Stored data entries
===
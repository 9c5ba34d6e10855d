//! Reading and writing DEMs and derived grids as GeoTIFF

mod native;

pub use native::{read_geotiff, read_geotiff_from_buffer, write_geotiff, write_geotiff_to_buffer};
//! Data-parallel helpers that fall back to sequential iteration.
//!
//! With the `parallel` feature (default) work is spread over rayon's pool;
//! without it the same calls run on the current thread, so algorithm code
//! never needs its own `cfg` switches. Output order is always input order.

#[cfg(feature = "parallel")]
use rayon::prelude::*;

/// Evaluate `row_fn` for every row index and concatenate the outputs in row order.
pub(crate) fn collect_rows<T, F>(rows: usize, row_fn: F) -> Vec<T>
where
    T: Send,
    F: Fn(usize) -> Vec<T> + Sync + Send,
{
    #[cfg(feature = "parallel")]
    {
        (0..rows).into_par_iter().flat_map_iter(row_fn).collect()
    }
    #[cfg(not(feature = "parallel"))]
    {
        (0..rows).flat_map(row_fn).collect()
    }
}

/// Map `f` over a slice, keeping input order.
pub(crate) fn map_items<I, T, F>(items: &[I], f: F) -> Vec<T>
where
    I: Sync,
    T: Send,
    F: Fn(&I) -> T + Sync + Send,
{
    #[cfg(feature = "parallel")]
    {
        items.par_iter().map(f).collect()
    }
    #[cfg(not(feature = "parallel"))]
    {
        items.iter().map(f).collect()
    }
}

#[cfg(test)]
mod tests {
    use super::*;

    #[test]
    fn test_collect_rows_keeps_order() {
        let out = collect_rows(50, |r| vec![r; 3]);
        assert_eq!(out.len(), 150);
        assert!(out.windows(2).all(|w| w[0] <= w[1]));
    }

    #[test]
    fn test_map_items_keeps_order() {
        let items: Vec<u32> = (0..100).collect();
        assert_eq!(map_items(&items, |x| x * 2), (0..100).map(|x| x * 2).collect::<Vec<_>>());
    }
}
===
» **EXERCISE REQUIREMENTS**
Quote only the lines from the line containing "items.par_iter().map(f).collect()" through the end of the entries, keeping the first and the last.

» **RESPONSE TO THE EXERCISE**
        items.par_iter().map(f).collect()
    }
    #[cfg(not(feature = "parallel"))]
    {
        items.iter().map(f).collect()
    }
}

#[cfg(test)]
mod tests {
    use super::*;

    #[test]
    fn test_collect_rows_keeps_order() {
        let out = collect_rows(50, |r| vec![r; 3]);
        assert_eq!(out.len(), 150);
        assert!(out.windows(2).all(|w| w[0] <= w[1]));
    }

    #[test]
    fn test_map_items_keeps_order() {
        let items: Vec<u32> = (0..100).collect();
        assert_eq!(map_items(&items, |x| x * 2), (0..100).map(|x| x * 2).collect::<Vec<_>>());
    }
}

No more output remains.